Data under study:
Content starts
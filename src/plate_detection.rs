// src/plate_detection.rs

use crate::inference::InferenceEngine;
use crate::preprocessing::{self, Letterbox};
use crate::types::{DetectorConfig, Frame};
use anyhow::{bail, Result};
use tracing::{debug, info};

/// Untracked model output in frame pixel coordinates.
#[derive(Debug, Clone)]
pub struct RawDetection {
    pub bbox: [f32; 4], // [x1, y1, x2, y2] in original image coordinates
    pub confidence: f32,
    pub class_id: usize,
    pub class_name: String,
}

/// YOLOv8-style detector trained on helmet / no-helmet / numberplate classes.
pub struct PlateDetector {
    engine: InferenceEngine,
    input_size: usize,
    class_names: Vec<String>,
    confidence_threshold: f32,
    nms_iou_threshold: f32,
}

impl PlateDetector {
    pub fn new(config: &DetectorConfig) -> Result<Self> {
        if config.class_names.is_empty() {
            bail!("detector.class_names is empty");
        }

        let engine = InferenceEngine::new(&config.model_path, config.num_threads)?;

        info!(
            "✓ Plate detector initialized ({} classes: {})",
            config.class_names.len(),
            config.class_names.join(", ")
        );

        Ok(Self {
            engine,
            input_size: config.input_size,
            class_names: config.class_names.clone(),
            confidence_threshold: config.confidence_threshold,
            nms_iou_threshold: config.nms_iou_threshold,
        })
    }

    pub fn detect(&mut self, frame: &Frame) -> Result<Vec<RawDetection>> {
        // 1. Preprocess (letterbox + normalize)
        let mut letterbox =
            preprocessing::letterbox(&frame.data, frame.width, frame.height, self.input_size);
        let shape = [1, 3, self.input_size, self.input_size];
        let input = std::mem::take(&mut letterbox.input);

        // 2. Run inference
        let (output_shape, output) = self.engine.infer(shape, input)?;

        // 3. Postprocess (parse detections + NMS)
        let detections = decode_predictions(
            &output,
            &output_shape,
            &letterbox,
            &self.class_names,
            self.confidence_threshold,
        )?;
        let detections = nms(detections, self.nms_iou_threshold);

        debug!("Detected {} objects", detections.len());
        Ok(detections)
    }
}

/// YOLOv8 output: [1, 4 + num_classes, num_predictions], each column is
/// [cx, cy, w, h, class0_conf, class1_conf, ...] in letterboxed input space.
fn decode_predictions(
    output: &[f32],
    output_shape: &[i64],
    letterbox: &Letterbox,
    class_names: &[String],
    conf_thresh: f32,
) -> Result<Vec<RawDetection>> {
    if output_shape.len() != 3 {
        bail!("unexpected detector output rank: {:?}", output_shape);
    }
    let num_rows = output_shape[1] as usize;
    let num_preds = output_shape[2] as usize;
    let num_classes = class_names.len();

    if num_rows != 4 + num_classes {
        bail!(
            "detector output has {} rows but {} class names are configured",
            num_rows,
            num_classes
        );
    }
    if output.len() < num_rows * num_preds {
        bail!("detector output is truncated");
    }

    let mut detections = Vec::new();

    for i in 0..num_preds {
        let cx = output[i];
        let cy = output[num_preds + i];
        let w = output[num_preds * 2 + i];
        let h = output[num_preds * 3 + i];

        // Find best class
        let mut max_conf = 0.0f32;
        let mut best_class = 0;
        for c in 0..num_classes {
            let conf = output[num_preds * (4 + c) + i];
            if conf > max_conf {
                max_conf = conf;
                best_class = c;
            }
        }

        if max_conf < conf_thresh {
            continue;
        }

        let bbox = letterbox.unmap([cx - w / 2.0, cy - h / 2.0, cx + w / 2.0, cy + h / 2.0]);
        if bbox[2] <= bbox[0] || bbox[3] <= bbox[1] {
            continue;
        }

        detections.push(RawDetection {
            bbox,
            confidence: max_conf,
            class_id: best_class,
            class_name: class_names[best_class].clone(),
        });
    }

    Ok(detections)
}

/// Per-class non-maximum suppression. A plate box never suppresses a rider box.
fn nms(mut detections: Vec<RawDetection>, iou_threshold: f32) -> Vec<RawDetection> {
    if detections.is_empty() {
        return detections;
    }

    detections.sort_by(|a, b| b.confidence.total_cmp(&a.confidence));

    let mut keep: Vec<RawDetection> = Vec::new();

    for det in detections {
        let suppressed = keep.iter().any(|kept| {
            kept.class_id == det.class_id && calculate_iou(&kept.bbox, &det.bbox) >= iou_threshold
        });
        if !suppressed {
            keep.push(det);
        }
    }

    keep
}

pub fn calculate_iou(box1: &[f32; 4], box2: &[f32; 4]) -> f32 {
    let x1 = box1[0].max(box2[0]);
    let y1 = box1[1].max(box2[1]);
    let x2 = box1[2].min(box2[2]);
    let y2 = box1[3].min(box2[3]);

    let intersection = (x2 - x1).max(0.0) * (y2 - y1).max(0.0);
    let area1 = (box1[2] - box1[0]) * (box1[3] - box1[1]);
    let area2 = (box2[2] - box2[0]) * (box2[3] - box2[1]);
    let union = area1 + area2 - intersection;

    if union > 0.0 {
        intersection / union
    } else {
        0.0
    }
}

#[cfg(test)]
mod tests {
    use super::*;

    fn names() -> Vec<String> {
        vec!["helmet".into(), "no-helmet".into(), "numberplate".into()]
    }

    fn identity_letterbox() -> Letterbox {
        Letterbox {
            input: Vec::new(),
            scale: 1.0,
            pad_x: 0.0,
            pad_y: 0.0,
        }
    }

    /// Build a [1, 7, N] tensor from (cx, cy, w, h, class, conf) tuples.
    fn tensor(preds: &[(f32, f32, f32, f32, usize, f32)]) -> (Vec<f32>, Vec<i64>) {
        let n = preds.len();
        let mut out = vec![0.0f32; 7 * n];
        for (i, &(cx, cy, w, h, class, conf)) in preds.iter().enumerate() {
            out[i] = cx;
            out[n + i] = cy;
            out[2 * n + i] = w;
            out[3 * n + i] = h;
            out[(4 + class) * n + i] = conf;
        }
        (out, vec![1, 7, n as i64])
    }

    #[test]
    fn test_decode_filters_by_confidence() {
        let (out, shape) = tensor(&[
            (50.0, 50.0, 20.0, 10.0, 2, 0.9),
            (100.0, 100.0, 40.0, 40.0, 1, 0.1),
        ]);
        let dets = decode_predictions(&out, &shape, &identity_letterbox(), &names(), 0.3).unwrap();
        assert_eq!(dets.len(), 1);
        assert_eq!(dets[0].class_name, "numberplate");
        assert_eq!(dets[0].bbox, [40.0, 45.0, 60.0, 55.0]);
    }

    #[test]
    fn test_decode_undoes_letterbox() {
        let (out, shape) = tensor(&[(50.0, 110.0, 20.0, 20.0, 1, 0.8)]);
        let lb = Letterbox {
            input: Vec::new(),
            scale: 0.5,
            pad_x: 0.0,
            pad_y: 50.0,
        };
        let dets = decode_predictions(&out, &shape, &lb, &names(), 0.3).unwrap();
        assert_eq!(dets[0].bbox, [80.0, 100.0, 120.0, 140.0]);
    }

    #[test]
    fn test_decode_rejects_class_mismatch() {
        let (out, _) = tensor(&[(50.0, 50.0, 20.0, 10.0, 2, 0.9)]);
        let err = decode_predictions(&out, &[1, 8, 1], &identity_letterbox(), &names(), 0.3);
        assert!(err.is_err());
    }

    #[test]
    fn test_nms_is_per_class() {
        let det = |class_id: usize, conf: f32| RawDetection {
            bbox: [0.0, 0.0, 10.0, 10.0],
            confidence: conf,
            class_id,
            class_name: names()[class_id].clone(),
        };
        let kept = nms(vec![det(2, 0.6), det(2, 0.9), det(1, 0.5)], 0.45);
        assert_eq!(kept.len(), 2);
        assert_eq!(kept[0].confidence, 0.9);
        assert_eq!(kept[1].class_id, 1);
    }

    #[test]
    fn test_iou() {
        assert_eq!(calculate_iou(&[0.0, 0.0, 10.0, 10.0], &[0.0, 0.0, 10.0, 10.0]), 1.0);
        assert_eq!(calculate_iou(&[0.0, 0.0, 10.0, 10.0], &[20.0, 20.0, 30.0, 30.0]), 0.0);
        let iou = calculate_iou(&[0.0, 0.0, 10.0, 10.0], &[5.0, 0.0, 15.0, 10.0]);
        assert!((iou - 1.0 / 3.0).abs() < 1e-6);
    }
}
Content ends
In the data above, which lines have "Result"? Report each of them.

use anyhow::{bail, Result};
    pub fn new(config: &DetectorConfig) -> Result<Self> {
    pub fn detect(&mut self, frame: &Frame) -> Result<Vec<RawDetection>> {
) -> Result<Vec<RawDetection>> {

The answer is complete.